use leptos::prelude::*;
use workshop::ApiError;

const NOTICE_DURATION: std::time::Duration = std::time::Duration::from_secs(3);

/// 页面通知（消息内容, 是否出错），3 秒后自动消失
///
/// 每条消息有自己的序号，旧消息的计时器不会清掉新消息。
#[derive(Clone, Copy)]
pub struct Notifier {
    message: ReadSignal<Option<(String, bool)>>,
    set_message: WriteSignal<Option<(String, bool)>>,
    seq: StoredValue<u64>,
}

impl Notifier {
    pub fn new() -> Self {
        let (message, set_message) = signal(Option::<(String, bool)>::None);
        Self {
            message,
            set_message,
            seq: StoredValue::new(0),
        }
    }

    pub fn success(&self, text: impl Into<String>) {
        self.show(text.into(), false);
    }

    pub fn error(&self, action: &str, err: &ApiError) {
        log::warn!("{} failed: {}", action, err);
        self.show(format!("{} failed: {}", action, err), true);
    }

    fn show(&self, text: String, is_error: bool) {
        let Some(id) = self.seq.try_update_value(|n| {
            *n += 1;
            *n
        }) else {
            return;
        };
        self.set_message.try_set(Some((text, is_error)));

        let seq = self.seq;
        let set_message = self.set_message;
        set_timeout(
            move || {
                if seq.try_get_value() == Some(id) {
                    set_message.try_set(None);
                }
            },
            NOTICE_DURATION,
        );
    }
}

#[component]
pub fn NoticeToast(notifier: Notifier) -> impl IntoView {
    let message = notifier.message;

    view! {
        <Show when=move || message.get().is_some()>
            <div class="toast toast-top toast-end z-50">
                <div class=move || {
                    match message.get() {
                        Some((_, true)) => "alert alert-error shadow-lg",
                        _ => "alert alert-success shadow-lg",
                    }
                }>
                    <span>{move || message.get().map(|(text, _)| text).unwrap_or_default()}</span>
                </div>
            </div>
        </Show>
    }
}

/// 列表加载失败的文案（同时记录日志）
pub fn load_failure(what: &str, err: &ApiError) -> String {
    log::warn!("Loading {} failed: {}", what, err);
    format!("Could not load {}: {}", what, err)
}

/// 表格内的加载失败提示，出现时代替空列表提示
#[component]
pub fn LoadErrorRow(error: RwSignal<Option<String>>, colspan: u8) -> impl IntoView {
    view! {
        <Show when=move || error.with(Option::is_some)>
            <tr>
                <td colspan=colspan.to_string()>
                    <div role="alert" class="alert alert-error">
                        <span>{move || error.get().unwrap_or_default()}</span>
                    </div>
                </td>
            </tr>
        </Show>
    }
}

/// 破坏性操作前的浏览器确认框；调用失败视为取消
pub fn confirm(message: &str) -> bool {
    window().confirm_with_message(message).unwrap_or(false)
}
----------
> **ASSIGNMENT**
Your answer must consist of every line from the listing that holds the string "IntoView".

> **EXERCISE RESULT**
pub fn NoticeToast(notifier: Notifier) -> impl IntoView {
pub fn LoadErrorRow(error: RwSignal<Option<String>>, colspan: u8) -> impl IntoView {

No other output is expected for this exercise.